WHAT IS BEING ASKED: Only the lines holding "count" are wanted; find them in the listing and return each one.

RECORDS SUPPLIED:
= = = = =

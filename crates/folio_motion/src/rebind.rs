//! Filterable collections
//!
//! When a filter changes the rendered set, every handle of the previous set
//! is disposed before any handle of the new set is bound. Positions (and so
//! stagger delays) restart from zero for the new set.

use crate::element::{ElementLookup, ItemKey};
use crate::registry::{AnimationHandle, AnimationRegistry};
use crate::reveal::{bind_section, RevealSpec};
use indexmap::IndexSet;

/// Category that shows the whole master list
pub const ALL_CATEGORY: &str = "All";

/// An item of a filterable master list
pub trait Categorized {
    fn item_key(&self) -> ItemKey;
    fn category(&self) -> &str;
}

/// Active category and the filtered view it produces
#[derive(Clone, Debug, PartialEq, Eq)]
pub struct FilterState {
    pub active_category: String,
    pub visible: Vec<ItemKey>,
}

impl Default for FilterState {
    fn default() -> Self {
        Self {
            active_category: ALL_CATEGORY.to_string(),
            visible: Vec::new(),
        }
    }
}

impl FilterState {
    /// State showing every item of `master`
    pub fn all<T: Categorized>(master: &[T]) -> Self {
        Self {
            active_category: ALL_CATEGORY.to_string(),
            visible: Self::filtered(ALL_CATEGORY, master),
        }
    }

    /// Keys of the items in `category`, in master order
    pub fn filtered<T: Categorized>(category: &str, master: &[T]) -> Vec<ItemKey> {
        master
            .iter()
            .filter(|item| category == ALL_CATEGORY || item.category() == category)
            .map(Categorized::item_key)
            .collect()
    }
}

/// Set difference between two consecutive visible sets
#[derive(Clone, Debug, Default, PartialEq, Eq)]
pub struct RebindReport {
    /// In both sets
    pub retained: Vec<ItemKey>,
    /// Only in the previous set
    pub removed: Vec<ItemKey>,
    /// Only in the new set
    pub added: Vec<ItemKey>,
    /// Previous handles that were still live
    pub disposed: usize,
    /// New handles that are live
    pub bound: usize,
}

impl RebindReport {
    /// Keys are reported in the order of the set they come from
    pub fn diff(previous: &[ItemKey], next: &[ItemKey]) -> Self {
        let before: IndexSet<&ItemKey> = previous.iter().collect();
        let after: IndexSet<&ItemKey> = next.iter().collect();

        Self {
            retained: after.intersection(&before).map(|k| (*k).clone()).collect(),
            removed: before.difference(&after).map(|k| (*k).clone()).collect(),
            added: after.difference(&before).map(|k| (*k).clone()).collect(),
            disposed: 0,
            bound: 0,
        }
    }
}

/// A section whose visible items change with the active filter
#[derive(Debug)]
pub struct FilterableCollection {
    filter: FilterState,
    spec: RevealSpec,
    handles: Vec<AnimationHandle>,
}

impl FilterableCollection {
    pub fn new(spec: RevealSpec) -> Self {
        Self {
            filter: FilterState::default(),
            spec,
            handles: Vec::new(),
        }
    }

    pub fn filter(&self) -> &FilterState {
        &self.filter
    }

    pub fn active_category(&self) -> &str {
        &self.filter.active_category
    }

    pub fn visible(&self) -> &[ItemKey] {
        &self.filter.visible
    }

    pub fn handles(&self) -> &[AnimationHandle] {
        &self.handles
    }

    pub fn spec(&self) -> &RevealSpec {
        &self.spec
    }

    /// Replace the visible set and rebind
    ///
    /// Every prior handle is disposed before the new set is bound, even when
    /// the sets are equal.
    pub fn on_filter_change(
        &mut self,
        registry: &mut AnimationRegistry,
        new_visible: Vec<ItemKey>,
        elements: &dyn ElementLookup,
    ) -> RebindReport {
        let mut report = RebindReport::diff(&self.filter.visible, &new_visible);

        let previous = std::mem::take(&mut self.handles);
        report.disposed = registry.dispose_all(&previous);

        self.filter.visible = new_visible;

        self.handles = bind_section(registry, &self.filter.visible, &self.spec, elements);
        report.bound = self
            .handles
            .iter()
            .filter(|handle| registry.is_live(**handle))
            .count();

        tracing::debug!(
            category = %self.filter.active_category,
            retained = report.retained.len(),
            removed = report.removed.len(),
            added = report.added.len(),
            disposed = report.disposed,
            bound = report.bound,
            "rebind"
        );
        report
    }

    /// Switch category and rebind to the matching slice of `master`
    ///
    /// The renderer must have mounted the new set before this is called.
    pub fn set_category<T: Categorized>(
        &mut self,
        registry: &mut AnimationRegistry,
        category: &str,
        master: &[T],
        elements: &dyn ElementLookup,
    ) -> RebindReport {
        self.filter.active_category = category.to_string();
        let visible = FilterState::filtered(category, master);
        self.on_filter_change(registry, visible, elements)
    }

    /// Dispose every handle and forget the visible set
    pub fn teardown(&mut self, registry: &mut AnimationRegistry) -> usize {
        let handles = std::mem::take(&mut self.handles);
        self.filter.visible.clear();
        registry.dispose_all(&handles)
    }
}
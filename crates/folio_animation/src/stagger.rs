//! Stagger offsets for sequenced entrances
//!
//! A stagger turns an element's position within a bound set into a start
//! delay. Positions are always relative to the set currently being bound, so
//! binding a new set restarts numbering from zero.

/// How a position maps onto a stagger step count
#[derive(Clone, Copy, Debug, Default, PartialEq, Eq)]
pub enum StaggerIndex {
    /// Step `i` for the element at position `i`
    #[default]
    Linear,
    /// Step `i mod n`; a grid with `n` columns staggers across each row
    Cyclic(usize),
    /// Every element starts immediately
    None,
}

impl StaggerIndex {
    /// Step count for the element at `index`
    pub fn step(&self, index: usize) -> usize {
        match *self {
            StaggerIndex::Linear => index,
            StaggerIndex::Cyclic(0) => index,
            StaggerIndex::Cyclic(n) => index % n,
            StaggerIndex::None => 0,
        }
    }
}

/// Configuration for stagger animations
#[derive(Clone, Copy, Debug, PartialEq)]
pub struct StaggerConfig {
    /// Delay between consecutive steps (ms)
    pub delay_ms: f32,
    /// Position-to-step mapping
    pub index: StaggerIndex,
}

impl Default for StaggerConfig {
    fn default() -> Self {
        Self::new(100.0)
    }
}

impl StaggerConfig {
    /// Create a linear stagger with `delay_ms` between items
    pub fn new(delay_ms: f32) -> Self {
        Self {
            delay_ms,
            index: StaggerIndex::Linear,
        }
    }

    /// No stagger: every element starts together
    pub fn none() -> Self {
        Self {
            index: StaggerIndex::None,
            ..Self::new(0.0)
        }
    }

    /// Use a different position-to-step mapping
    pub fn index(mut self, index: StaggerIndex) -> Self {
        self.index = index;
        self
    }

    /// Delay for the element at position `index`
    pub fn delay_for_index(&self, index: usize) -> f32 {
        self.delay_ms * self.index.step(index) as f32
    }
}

= = = = =

REPLY TO THE TASK:
            .count();
/// How a position maps onto a stagger step count
    /// Step count for the element at `index`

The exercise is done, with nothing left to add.